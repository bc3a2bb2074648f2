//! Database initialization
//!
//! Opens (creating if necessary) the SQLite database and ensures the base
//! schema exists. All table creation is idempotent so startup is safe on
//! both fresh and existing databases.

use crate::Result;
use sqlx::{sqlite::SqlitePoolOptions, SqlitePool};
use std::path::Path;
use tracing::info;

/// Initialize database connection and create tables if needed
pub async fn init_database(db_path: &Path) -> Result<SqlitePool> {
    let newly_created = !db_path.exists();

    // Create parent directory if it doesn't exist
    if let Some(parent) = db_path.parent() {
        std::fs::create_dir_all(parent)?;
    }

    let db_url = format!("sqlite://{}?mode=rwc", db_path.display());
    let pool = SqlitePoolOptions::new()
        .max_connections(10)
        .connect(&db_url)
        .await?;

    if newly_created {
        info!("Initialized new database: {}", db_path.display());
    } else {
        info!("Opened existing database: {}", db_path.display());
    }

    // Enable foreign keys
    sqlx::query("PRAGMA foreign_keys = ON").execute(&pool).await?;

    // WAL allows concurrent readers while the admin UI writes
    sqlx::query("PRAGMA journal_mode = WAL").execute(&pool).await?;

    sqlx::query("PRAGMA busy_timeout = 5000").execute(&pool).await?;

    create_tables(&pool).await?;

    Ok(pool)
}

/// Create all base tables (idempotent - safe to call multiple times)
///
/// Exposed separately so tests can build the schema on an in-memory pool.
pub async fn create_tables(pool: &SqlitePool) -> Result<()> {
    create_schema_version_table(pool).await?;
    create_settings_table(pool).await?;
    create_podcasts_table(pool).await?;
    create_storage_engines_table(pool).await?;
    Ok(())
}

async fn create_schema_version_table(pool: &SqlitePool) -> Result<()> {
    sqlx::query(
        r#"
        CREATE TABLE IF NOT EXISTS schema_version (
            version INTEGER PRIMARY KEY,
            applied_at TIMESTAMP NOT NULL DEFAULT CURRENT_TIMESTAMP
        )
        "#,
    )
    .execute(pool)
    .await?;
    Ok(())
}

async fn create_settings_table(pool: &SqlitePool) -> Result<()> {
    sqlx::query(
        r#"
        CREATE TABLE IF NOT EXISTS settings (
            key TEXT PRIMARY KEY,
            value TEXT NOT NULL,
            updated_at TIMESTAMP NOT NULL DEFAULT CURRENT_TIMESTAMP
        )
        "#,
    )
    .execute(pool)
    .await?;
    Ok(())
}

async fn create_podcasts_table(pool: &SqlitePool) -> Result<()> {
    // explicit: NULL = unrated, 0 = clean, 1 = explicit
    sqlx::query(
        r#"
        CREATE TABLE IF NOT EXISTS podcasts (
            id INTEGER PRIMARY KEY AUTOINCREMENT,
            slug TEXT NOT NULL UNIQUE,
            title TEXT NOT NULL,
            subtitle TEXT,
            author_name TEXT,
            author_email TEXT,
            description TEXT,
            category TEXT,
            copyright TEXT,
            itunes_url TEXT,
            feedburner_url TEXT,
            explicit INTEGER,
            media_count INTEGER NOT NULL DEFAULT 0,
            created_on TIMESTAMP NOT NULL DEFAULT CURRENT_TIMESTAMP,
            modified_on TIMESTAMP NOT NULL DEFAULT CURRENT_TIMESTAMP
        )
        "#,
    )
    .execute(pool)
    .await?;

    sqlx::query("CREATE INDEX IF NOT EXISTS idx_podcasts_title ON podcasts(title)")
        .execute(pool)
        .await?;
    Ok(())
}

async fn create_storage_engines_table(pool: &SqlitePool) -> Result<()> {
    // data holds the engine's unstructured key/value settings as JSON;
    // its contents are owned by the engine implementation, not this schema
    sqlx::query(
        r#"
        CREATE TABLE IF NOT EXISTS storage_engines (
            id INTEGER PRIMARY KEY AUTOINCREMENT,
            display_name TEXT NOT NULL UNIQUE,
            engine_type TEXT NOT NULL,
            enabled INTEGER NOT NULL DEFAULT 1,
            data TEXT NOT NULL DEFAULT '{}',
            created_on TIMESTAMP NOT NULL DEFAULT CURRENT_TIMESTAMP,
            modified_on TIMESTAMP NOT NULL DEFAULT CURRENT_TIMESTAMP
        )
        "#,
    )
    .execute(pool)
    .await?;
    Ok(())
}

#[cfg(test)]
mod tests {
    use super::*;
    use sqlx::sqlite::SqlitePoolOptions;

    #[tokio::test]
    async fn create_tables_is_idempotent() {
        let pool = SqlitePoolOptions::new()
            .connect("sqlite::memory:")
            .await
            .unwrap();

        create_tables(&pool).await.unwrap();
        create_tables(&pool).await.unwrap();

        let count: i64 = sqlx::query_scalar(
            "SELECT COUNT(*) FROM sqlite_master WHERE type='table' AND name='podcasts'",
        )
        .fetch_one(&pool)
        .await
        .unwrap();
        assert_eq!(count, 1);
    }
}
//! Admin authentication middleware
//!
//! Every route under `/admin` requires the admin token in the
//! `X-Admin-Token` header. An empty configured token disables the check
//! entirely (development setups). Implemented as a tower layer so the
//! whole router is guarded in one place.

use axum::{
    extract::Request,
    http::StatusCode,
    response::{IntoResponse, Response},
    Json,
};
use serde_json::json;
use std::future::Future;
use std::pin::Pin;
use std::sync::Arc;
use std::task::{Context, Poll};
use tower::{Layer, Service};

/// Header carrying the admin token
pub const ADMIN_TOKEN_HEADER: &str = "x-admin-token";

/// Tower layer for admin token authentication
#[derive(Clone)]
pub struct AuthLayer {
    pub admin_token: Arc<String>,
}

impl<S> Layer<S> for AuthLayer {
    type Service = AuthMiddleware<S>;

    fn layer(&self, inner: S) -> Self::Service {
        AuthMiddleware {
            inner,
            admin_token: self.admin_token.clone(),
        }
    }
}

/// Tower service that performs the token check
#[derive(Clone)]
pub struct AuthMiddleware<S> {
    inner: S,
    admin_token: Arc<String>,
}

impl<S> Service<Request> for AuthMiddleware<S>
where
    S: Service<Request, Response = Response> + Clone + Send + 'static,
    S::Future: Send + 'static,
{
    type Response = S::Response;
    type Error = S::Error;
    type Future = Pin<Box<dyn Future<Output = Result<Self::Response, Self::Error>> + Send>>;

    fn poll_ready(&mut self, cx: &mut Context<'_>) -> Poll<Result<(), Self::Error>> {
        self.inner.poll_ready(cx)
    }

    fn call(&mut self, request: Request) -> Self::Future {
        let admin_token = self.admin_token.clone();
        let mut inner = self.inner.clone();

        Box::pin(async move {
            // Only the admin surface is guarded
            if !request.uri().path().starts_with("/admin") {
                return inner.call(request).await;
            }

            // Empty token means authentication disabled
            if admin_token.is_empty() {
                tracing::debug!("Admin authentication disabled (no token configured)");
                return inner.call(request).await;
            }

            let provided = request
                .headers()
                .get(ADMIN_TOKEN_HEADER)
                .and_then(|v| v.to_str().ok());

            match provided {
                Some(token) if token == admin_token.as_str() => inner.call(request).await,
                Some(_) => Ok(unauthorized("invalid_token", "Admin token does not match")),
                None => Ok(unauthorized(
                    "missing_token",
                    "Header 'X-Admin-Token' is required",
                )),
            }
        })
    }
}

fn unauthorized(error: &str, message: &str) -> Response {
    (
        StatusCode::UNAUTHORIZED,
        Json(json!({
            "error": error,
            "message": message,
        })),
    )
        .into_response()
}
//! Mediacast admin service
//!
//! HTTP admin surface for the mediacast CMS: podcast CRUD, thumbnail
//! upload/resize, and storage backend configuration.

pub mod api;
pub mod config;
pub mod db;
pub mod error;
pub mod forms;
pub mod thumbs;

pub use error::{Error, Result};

# # # # # # #

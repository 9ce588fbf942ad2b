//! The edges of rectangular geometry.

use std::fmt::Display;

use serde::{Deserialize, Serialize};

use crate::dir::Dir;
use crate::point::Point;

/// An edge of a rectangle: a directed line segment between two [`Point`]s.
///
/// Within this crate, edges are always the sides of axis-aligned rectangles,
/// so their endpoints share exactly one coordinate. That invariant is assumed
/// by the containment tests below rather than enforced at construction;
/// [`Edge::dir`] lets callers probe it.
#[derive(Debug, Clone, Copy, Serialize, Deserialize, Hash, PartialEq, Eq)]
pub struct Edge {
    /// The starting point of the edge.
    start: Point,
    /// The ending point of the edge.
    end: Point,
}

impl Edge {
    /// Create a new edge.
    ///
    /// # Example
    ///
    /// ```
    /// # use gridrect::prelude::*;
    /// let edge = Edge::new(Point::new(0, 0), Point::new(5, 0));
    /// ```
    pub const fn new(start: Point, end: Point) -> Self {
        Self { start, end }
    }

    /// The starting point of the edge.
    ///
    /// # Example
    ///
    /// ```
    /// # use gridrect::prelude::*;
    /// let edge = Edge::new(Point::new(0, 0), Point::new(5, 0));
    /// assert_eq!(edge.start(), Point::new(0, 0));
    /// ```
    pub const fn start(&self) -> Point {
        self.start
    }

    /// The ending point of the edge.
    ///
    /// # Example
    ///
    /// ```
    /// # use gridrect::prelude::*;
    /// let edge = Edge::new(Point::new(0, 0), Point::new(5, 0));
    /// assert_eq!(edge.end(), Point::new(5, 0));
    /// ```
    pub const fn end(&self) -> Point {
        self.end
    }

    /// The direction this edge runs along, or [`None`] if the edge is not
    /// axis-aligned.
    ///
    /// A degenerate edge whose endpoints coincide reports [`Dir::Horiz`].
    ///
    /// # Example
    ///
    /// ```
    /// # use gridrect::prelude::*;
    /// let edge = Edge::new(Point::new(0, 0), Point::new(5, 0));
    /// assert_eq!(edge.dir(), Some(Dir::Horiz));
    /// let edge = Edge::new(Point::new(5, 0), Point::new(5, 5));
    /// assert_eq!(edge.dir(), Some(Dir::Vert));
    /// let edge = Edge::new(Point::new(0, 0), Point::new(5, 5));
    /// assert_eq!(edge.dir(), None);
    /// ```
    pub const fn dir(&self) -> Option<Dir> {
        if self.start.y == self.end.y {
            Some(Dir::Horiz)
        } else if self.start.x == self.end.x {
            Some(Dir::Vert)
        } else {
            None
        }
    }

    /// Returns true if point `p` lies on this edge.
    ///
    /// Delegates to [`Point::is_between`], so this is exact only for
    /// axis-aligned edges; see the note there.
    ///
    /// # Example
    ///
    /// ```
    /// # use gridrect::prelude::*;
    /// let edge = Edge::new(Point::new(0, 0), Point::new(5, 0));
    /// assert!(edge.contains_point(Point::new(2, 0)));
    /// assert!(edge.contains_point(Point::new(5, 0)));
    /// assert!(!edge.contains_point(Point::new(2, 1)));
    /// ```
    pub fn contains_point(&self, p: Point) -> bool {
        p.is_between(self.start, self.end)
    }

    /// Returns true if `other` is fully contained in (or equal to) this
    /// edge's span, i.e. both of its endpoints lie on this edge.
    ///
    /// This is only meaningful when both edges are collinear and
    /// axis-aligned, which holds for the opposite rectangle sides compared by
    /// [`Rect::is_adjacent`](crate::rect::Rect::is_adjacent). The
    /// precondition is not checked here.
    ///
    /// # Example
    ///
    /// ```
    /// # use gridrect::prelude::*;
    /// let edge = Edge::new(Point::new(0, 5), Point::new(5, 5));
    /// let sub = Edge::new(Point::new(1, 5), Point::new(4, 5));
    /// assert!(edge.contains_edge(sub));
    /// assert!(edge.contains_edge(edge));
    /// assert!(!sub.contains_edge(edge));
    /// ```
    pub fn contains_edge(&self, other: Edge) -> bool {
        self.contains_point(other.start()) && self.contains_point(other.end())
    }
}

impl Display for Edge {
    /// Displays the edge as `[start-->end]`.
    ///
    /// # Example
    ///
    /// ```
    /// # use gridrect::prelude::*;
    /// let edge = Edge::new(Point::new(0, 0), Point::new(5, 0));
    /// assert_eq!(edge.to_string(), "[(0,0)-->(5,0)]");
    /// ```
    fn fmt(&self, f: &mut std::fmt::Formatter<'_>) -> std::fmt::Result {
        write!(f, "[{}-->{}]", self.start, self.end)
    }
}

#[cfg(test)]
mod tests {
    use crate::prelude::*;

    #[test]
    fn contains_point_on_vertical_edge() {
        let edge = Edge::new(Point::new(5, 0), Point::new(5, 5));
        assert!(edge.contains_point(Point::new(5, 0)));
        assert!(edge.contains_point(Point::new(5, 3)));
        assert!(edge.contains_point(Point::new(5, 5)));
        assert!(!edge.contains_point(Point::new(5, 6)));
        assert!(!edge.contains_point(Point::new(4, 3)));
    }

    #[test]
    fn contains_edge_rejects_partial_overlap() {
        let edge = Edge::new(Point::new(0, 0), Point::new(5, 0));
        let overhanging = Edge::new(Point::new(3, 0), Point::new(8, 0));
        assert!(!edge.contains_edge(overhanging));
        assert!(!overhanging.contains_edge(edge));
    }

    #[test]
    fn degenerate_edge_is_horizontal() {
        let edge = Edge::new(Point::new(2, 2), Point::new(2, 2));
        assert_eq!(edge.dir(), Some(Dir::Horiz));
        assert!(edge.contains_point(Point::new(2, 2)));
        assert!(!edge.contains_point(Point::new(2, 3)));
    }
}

# # # # # # #

Look through the entries above; copy every line holding the string "surface".

            // Only the admin surface is guarded
//! HTTP admin surface for the mediacast CMS: podcast CRUD, thumbnail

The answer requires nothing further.